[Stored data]
- Opening Delimiter -
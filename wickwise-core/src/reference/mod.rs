//! Read-only reference data: the material library, sample and particle tables,
//! and validated templates.

mod materials;
mod particles;
mod samples;
mod templates;

pub use particles::{particle_defaults, particle_factors, ParticleFactors, DEFAULT_PARTICLE_FACTORS};
pub use samples::{
    sample_defaults, sample_factors, sample_impact_note, surface_tension_advisory,
    viscosity_advisory, SampleFactors, DEFAULT_SAMPLE_FACTORS,
};

use crate::{
    error::{Result, WickwiseError},
    validation,
};
use std::collections::BTreeMap;
use wickwise_schemas::{
    design::{ComponentSelection, DesignState},
    file_formats::DesignRequest,
    material::{ComponentCategory, MaterialSpec},
    particle::{ParticleSpec, ParticleType},
    sample::{SampleSpec, SampleType},
    template::Template,
};

/// The four materials of a design, resolved from the library.
#[derive(Debug, Clone, Copy)]
pub struct Strip<'a> {
    pub sample_pad: &'a MaterialSpec,
    pub conjugate_pad: &'a MaterialSpec,
    pub membrane: &'a MaterialSpec,
    pub absorbent_pad: &'a MaterialSpec,
}

impl<'a> Strip<'a> {
    pub fn get(&self, category: ComponentCategory) -> &'a MaterialSpec {
        match category {
            ComponentCategory::SamplePad => self.sample_pad,
            ComponentCategory::ConjugatePad => self.conjugate_pad,
            ComponentCategory::Membrane => self.membrane,
            ComponentCategory::AbsorbentPad => self.absorbent_pad,
        }
    }

    /// Materials in flow order.
    pub fn iter(&self) -> impl Iterator<Item = (ComponentCategory, &'a MaterialSpec)> {
        let strip = *self;
        ComponentCategory::ALL.into_iter().map(move |c| (c, strip.get(c)))
    }
}

#[derive(Debug, Clone)]
pub struct ReferenceData {
    materials: BTreeMap<ComponentCategory, BTreeMap<String, MaterialSpec>>,
    templates: BTreeMap<String, Template>,
}

impl Default for ReferenceData {
    fn default() -> Self {
        Self::builtin()
    }
}

impl ReferenceData {
    /// The library shipped with the application.
    pub fn builtin() -> Self {
        let mut reference = Self {
            materials: BTreeMap::new(),
            templates: BTreeMap::new(),
        };
        for spec in materials::builtin_materials() {
            reference.store_material(spec);
        }

        for seed in templates::builtin_templates() {
            let design = reference.resolve_request(&seed.request);
            reference.templates.insert(
                seed.id.to_string(),
                Template {
                    template_id: seed.id.to_string(),
                    name: seed.name.to_string(),
                    reference: seed.reference.to_string(),
                    design,
                    performance: seed.performance,
                    clinical_sensitivity: seed.clinical_sensitivity,
                    clinical_specificity: seed.clinical_specificity,
                },
            );
        }
        reference
    }

    fn store_material(&mut self, spec: MaterialSpec) -> Option<MaterialSpec> {
        self.materials
            .entry(spec.category)
            .or_default()
            .insert(spec.material_id.clone(), spec)
    }

    /// Adds (or replaces) a library material after validating it.
    ///
    /// Returns the previous entry with the same category and id, if any.
    pub fn insert_material(&mut self, spec: MaterialSpec) -> Result<Option<MaterialSpec>> {
        validation::validate_material(&spec)?;
        Ok(self.store_material(spec))
    }

    pub fn get_material(&self, category: ComponentCategory, material_id: &str) -> Result<&MaterialSpec> {
        self.materials
            .get(&category)
            .and_then(|by_id| by_id.get(material_id))
            .ok_or_else(|| WickwiseError::unknown(format!("{} materials", category), material_id))
    }

    /// All materials of one category, sorted by id.
    pub fn materials(&self, category: ComponentCategory) -> impl Iterator<Item = &MaterialSpec> {
        self.materials.get(&category).into_iter().flat_map(|by_id| by_id.values())
    }

    pub fn get_sample_defaults(&self, sample_type: &SampleType) -> SampleSpec {
        if let SampleType::Other(name) = sample_type {
            log::warn!("Unknown sample type '{}', using generic aqueous defaults", name);
        }
        sample_defaults(sample_type)
    }

    pub fn get_particle_defaults(&self, particle_type: &ParticleType) -> ParticleSpec {
        if let ParticleType::Other(name) = particle_type {
            log::warn!("Unknown particle type '{}', using generic colloid defaults", name);
        }
        particle_defaults(particle_type)
    }

    pub fn list_templates(&self) -> Vec<&Template> {
        self.templates.values().collect()
    }

    pub fn get_template(&self, template_id: &str) -> Result<&Template> {
        self.templates
            .get(template_id)
            .ok_or_else(|| WickwiseError::unknown("templates", template_id))
    }

    /// The starting design: standard glass-fiber pads, Hi-Flow Plus 120
    /// membrane, 40 nm gold at medium loading, water at 25 °C / 60 % RH.
    pub fn default_design(&self) -> DesignState {
        let mut design = DesignState::new(
            particle_defaults(&ParticleType::GoldNano),
            sample_defaults(&SampleType::Water),
        );
        design.select_material(ComponentCategory::SamplePad, "glass-fiber-standard");
        design.select_material(ComponentCategory::ConjugatePad, "glass-fiber");
        design.select_material(ComponentCategory::Membrane, "hi-flow-plus-120");
        design.select_material(ComponentCategory::AbsorbentPad, "cellulose-standard");
        design
    }

    /// Resolves every material id in a selection, failing on the first gap.
    ///
    /// A missing selection is reported before an unknown id.
    pub fn resolve_strip(&self, selection: &ComponentSelection) -> Result<Strip<'_>> {
        if let Some(missing) = selection.first_missing() {
            return Err(WickwiseError::IncompleteDesignState(missing));
        }
        let lookup = |category: ComponentCategory| match selection.get(category) {
            Some(id) => self.get_material(category, id),
            None => Err(WickwiseError::IncompleteDesignState(category)),
        };

        Ok(Strip {
            sample_pad: lookup(ComponentCategory::SamplePad)?,
            conjugate_pad: lookup(ComponentCategory::ConjugatePad)?,
            membrane: lookup(ComponentCategory::Membrane)?,
            absorbent_pad: lookup(ComponentCategory::AbsorbentPad)?,
        })
    }

    /// Expands a compact request into a full design, filling physical
    /// properties from the sample and particle tables.
    ///
    /// # Errors
    ///
    /// Returns `UnknownKey` if a selected material id is not in the library.
    pub fn design_from_request(&self, request: &DesignRequest) -> Result<DesignState> {
        for category in ComponentCategory::ALL {
            if let Some(id) = request.components.get(category) {
                self.get_material(category, id)?;
            }
        }
        Ok(self.resolve_request(request))
    }

    fn resolve_request(&self, request: &DesignRequest) -> DesignState {
        let mut particle = self.get_particle_defaults(&request.particle.particle_type);
        if let Some(size) = request.particle.size_nm {
            particle.size_nm = size;
        }
        if let Some(concentration) = request.particle.concentration {
            particle.concentration = concentration;
        }

        let mut sample = self.get_sample_defaults(&request.sample.sample_type);
        if let Some(ph) = request.sample.ph {
            sample.ph = ph;
        }
        if let Some(viscosity) = request.sample.viscosity_cp {
            sample.viscosity_cp = viscosity;
        }
        if let Some(surface_tension) = request.sample.surface_tension_mn_m {
            sample.surface_tension_mn_m = surface_tension;
        }

        DesignState {
            components: request.components.clone(),
            particle,
            sample,
            environment: request.environment.clone(),
            targets: request.targets.clone(),
        }
    }

    /// Swaps the sample matrix, resetting viscosity, surface tension and pH to
    /// the new type's defaults.
    pub fn apply_sample_type(&self, design: &mut DesignState, sample_type: SampleType) {
        design.set_sample(self.get_sample_defaults(&sample_type));
    }

    /// Swaps the particle chemistry. Size resets to the new type's optimum;
    /// the concentration choice is kept.
    pub fn apply_particle_type(&self, design: &mut DesignState, particle_type: ParticleType) {
        let concentration = design.particle.concentration;
        let mut particle = self.get_particle_defaults(&particle_type);
        particle.concentration = concentration;
        design.set_particle(particle);
    }

    /// Replaces the material in one zone after checking the id exists there.
    pub fn select_material(
        &self,
        design: &mut DesignState,
        category: ComponentCategory,
        material_id: &str,
    ) -> Result<()> {
        self.get_material(category, material_id)?;
        design.select_material(category, material_id);
        Ok(())
    }
}
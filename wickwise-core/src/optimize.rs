//! Rule-based design optimizer.
//!
//! Applies a fixed sequence of recommendations to a copy of the caller's
//! design and reports how the predicted performance moved.

use crate::{error::Result, simulation::engine::SimulationEngine};
use serde::Serialize;
use std::fmt;
use wickwise_schemas::{
    design::{DesignState, SensitivityTarget},
    material::ComponentCategory,
    results::DesignOutput,
    sample::SampleType,
};

/// Flow times inside this window (minutes) are considered readable.
pub const TARGET_FLOW_WINDOW_MIN: (f64, f64) = (5.0, 15.0);
pub const OPTIMAL_TEMPERATURE_C: f64 = 25.0;
pub const OPTIMAL_HUMIDITY_PCT: f64 = 50.0;

pub fn recommended_membrane(sample_type: &SampleType) -> &'static str {
    match sample_type {
        SampleType::Blood => "unisart-cnn-95",
        SampleType::Serum | SampleType::Plasma => "hi-flow-plus-90",
        SampleType::Saliva | SampleType::Urine => "prima-40",
        SampleType::Water | SampleType::Other(_) => "hi-flow-plus-120",
    }
}

pub fn recommended_sample_pad(sample_type: &SampleType) -> &'static str {
    match sample_type {
        SampleType::Blood => "glass-fiber-high-flow",
        SampleType::Urine => "polyester",
        SampleType::Water => "cellulose",
        _ => "glass-fiber-standard",
    }
}

/// Conjugate pad to use for a sensitivity target, if the target calls for a
/// specific one.
pub fn recommended_conjugate_pad(target: SensitivityTarget) -> Option<&'static str> {
    match target {
        SensitivityTarget::High | SensitivityTarget::Maximum => Some("synthetic-pad"),
        SensitivityTarget::Low | SensitivityTarget::Medium => None,
    }
}

#[derive(Debug, Clone, PartialEq, Serialize)]
#[serde(tag = "step", rename_all = "snake_case")]
pub enum OptimizationStep {
    ParticleSize {
        from_nm: f64,
        to_nm: f64,
    },
    Material {
        category: ComponentCategory,
        from: Option<String>,
        to: String,
    },
    Environment {
        temperature_c: f64,
        humidity_pct: f64,
    },
}

impl fmt::Display for OptimizationStep {
    fn fmt(&self, f: &mut fmt::Formatter<'_>) -> fmt::Result {
        match self {
            OptimizationStep::ParticleSize { from_nm, to_nm } => {
                write!(f, "Particle size {} nm -> {} nm", from_nm, to_nm)
            }
            OptimizationStep::Material { category, from, to } => write!(
                f,
                "{}: {} -> {}",
                category.display_name(),
                from.as_deref().unwrap_or("(none)"),
                to
            ),
            OptimizationStep::Environment {
                temperature_c,
                humidity_pct,
            } => write!(f, "Environment set to {} °C / {}% RH", temperature_c, humidity_pct),
        }
    }
}

#[derive(Debug, Clone, Copy, PartialEq, Serialize)]
pub struct MetricChange {
    pub original: f64,
    pub optimized: f64,
    pub percent: f64,
}

impl MetricChange {
    fn between(original: f64, optimized: f64) -> Self {
        Self {
            original,
            optimized,
            percent: (optimized - original) / original * 100.0,
        }
    }
}

#[derive(Debug, Clone, Copy, PartialEq, Serialize)]
pub struct FlowTimeChange {
    pub original: f64,
    pub optimized: f64,
    /// The optimized time is readable and the original was not.
    pub better: bool,
}

fn in_flow_window(flow_time: f64) -> bool {
    (TARGET_FLOW_WINDOW_MIN.0..=TARGET_FLOW_WINDOW_MIN.1).contains(&flow_time)
}

#[derive(Debug, Clone, Copy, PartialEq, Serialize)]
pub struct Improvement {
    pub sensitivity: MetricChange,
    pub specificity: MetricChange,
    pub flow_time: FlowTimeChange,
}

impl Improvement {
    pub fn between(before: &DesignOutput, after: &DesignOutput) -> Self {
        let (old, new) = (&before.results, &after.results);
        Self {
            sensitivity: MetricChange::between(old.sensitivity, new.sensitivity),
            specificity: MetricChange::between(old.specificity, new.specificity),
            flow_time: FlowTimeChange {
                original: old.flow_time,
                optimized: new.flow_time,
                better: in_flow_window(new.flow_time) && !in_flow_window(old.flow_time),
            },
        }
    }

    pub fn summary(&self) -> String {
        let mut message = String::from("Design optimized!");
        if self.sensitivity.percent > 0.0 {
            message.push_str(&format!(" Sensitivity improved by {:.1}%.", self.sensitivity.percent));
        }
        if self.flow_time.better {
            message.push_str(" Flow time optimized.");
        }
        message
    }
}

#[derive(Debug, Clone, PartialEq, Serialize)]
pub struct OptimizationOutcome {
    pub design: DesignState,
    pub steps: Vec<OptimizationStep>,
    pub before: DesignOutput,
    pub after: DesignOutput,
    pub improvement: Improvement,
}

fn apply_material(
    engine: &SimulationEngine,
    design: &mut DesignState,
    steps: &mut Vec<OptimizationStep>,
    category: ComponentCategory,
    material_id: &str,
) -> Result<()> {
    let current = design.components.get(category).map(str::to_string);
    if current.as_deref() == Some(material_id) {
        return Ok(());
    }
    engine.reference().select_material(design, category, material_id)?;
    steps.push(OptimizationStep::Material {
        category,
        from: current,
        to: material_id.to_string(),
    });
    Ok(())
}

/// Returns an optimized copy of `design`; the input is left untouched.
///
/// Steps, in order: particle size to the type's optimum, membrane and sample
/// pad by sample matrix, conjugate pad by sensitivity target, environment to
/// 25 °C / 50 % RH. Only steps that changed something are listed.
///
/// # Errors
///
/// Fails if the original design cannot be computed, or a recommended material
/// is missing from the engine's library.
pub fn optimize_design(engine: &SimulationEngine, design: &DesignState) -> Result<OptimizationOutcome> {
    let before = engine.recompute(design)?;
    let mut optimized = design.clone();
    let mut steps = Vec::new();

    let optimum = optimized.particle.optimal_size.optimum_nm;
    if optimized.particle.size_nm != optimum {
        steps.push(OptimizationStep::ParticleSize {
            from_nm: optimized.particle.size_nm,
            to_nm: optimum,
        });
        optimized.set_particle_size(optimum);
    }

    let sample_type = optimized.sample.sample_type.clone();
    apply_material(
        engine,
        &mut optimized,
        &mut steps,
        ComponentCategory::Membrane,
        recommended_membrane(&sample_type),
    )?;
    if let Some(pad) = recommended_conjugate_pad(optimized.targets.sensitivity) {
        apply_material(engine, &mut optimized, &mut steps, ComponentCategory::ConjugatePad, pad)?;
    }
    apply_material(
        engine,
        &mut optimized,
        &mut steps,
        ComponentCategory::SamplePad,
        recommended_sample_pad(&sample_type),
    )?;

    if optimized.environment.temperature_c != OPTIMAL_TEMPERATURE_C
        || optimized.environment.humidity_pct != OPTIMAL_HUMIDITY_PCT
    {
        optimized.set_temperature(OPTIMAL_TEMPERATURE_C);
        optimized.set_humidity(OPTIMAL_HUMIDITY_PCT);
        steps.push(OptimizationStep::Environment {
            temperature_c: OPTIMAL_TEMPERATURE_C,
            humidity_pct: OPTIMAL_HUMIDITY_PCT,
        });
    }

    let after = engine.recompute(&optimized)?;
    let improvement = Improvement::between(&before, &after);
    for step in &steps {
        log::debug!("Optimizer: {}", step);
    }

    Ok(OptimizationOutcome {
        design: optimized,
        steps,
        before,
        after,
        improvement,
    })
}

#[cfg(test)]
mod tests {
    use super::*;

    #[test]
    fn default_design_gets_three_steps() {
        let engine = SimulationEngine::default();
        let design = engine.reference().default_design();
        let outcome = optimize_design(&engine, &design).unwrap();

        assert_eq!(outcome.steps.len(), 3);
        assert_eq!(outcome.design.components.conjugate_pad.as_deref(), Some("synthetic-pad"));
        assert_eq!(outcome.design.components.sample_pad.as_deref(), Some("cellulose"));
        assert_eq!(outcome.design.environment.humidity_pct, 50.0);
        assert_eq!(design, engine.reference().default_design());
    }

    #[test]
    fn blood_design_moves_to_blood_materials() {
        let engine = SimulationEngine::default();
        let mut design = engine.reference().default_design();
        engine.reference().apply_sample_type(&mut design, SampleType::Blood);
        design.set_particle_size(55.0);

        let outcome = optimize_design(&engine, &design).unwrap();
        assert_eq!(outcome.design.particle.size_nm, 40.0);
        assert_eq!(outcome.design.components.membrane.as_deref(), Some("unisart-cnn-95"));
        assert_eq!(
            outcome.design.components.sample_pad.as_deref(),
            Some("glass-fiber-high-flow")
        );
        assert!(matches!(outcome.steps[0], OptimizationStep::ParticleSize { .. }));
    }

    #[test]
    fn optimizing_twice_is_a_no_op() {
        let engine = SimulationEngine::default();
        let design = engine.reference().default_design();
        let first = optimize_design(&engine, &design).unwrap();
        let second = optimize_design(&engine, &first.design).unwrap();
        assert!(second.steps.is_empty());
        assert_eq!(second.before, second.after);
        assert_eq!(second.improvement.sensitivity.percent, 0.0);
    }

    #[test]
    fn flow_time_better_only_when_entering_the_window() {
        let engine = SimulationEngine::default();
        let design = engine.reference().default_design();
        let mut before = engine.recompute(&design).unwrap();
        let after = before;
        before.results.flow_time = 22.0;
        assert!(Improvement::between(&before, &after).flow_time.better);
        assert!(!Improvement::between(&after, &after).flow_time.better);
    }

    #[test]
    fn low_target_keeps_conjugate_pad() {
        assert_eq!(recommended_conjugate_pad(SensitivityTarget::Low), None);
        assert_eq!(recommended_sample_pad(&SampleType::Other("swab".into())), "glass-fiber-standard");
    }
}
- Closing Delimiter -
▸ What you will do:
Filter the records above down to the lines containing "FlowTimeChange".

▸ Answer section:
pub struct FlowTimeChange {
    pub flow_time: FlowTimeChange,
            flow_time: FlowTimeChange {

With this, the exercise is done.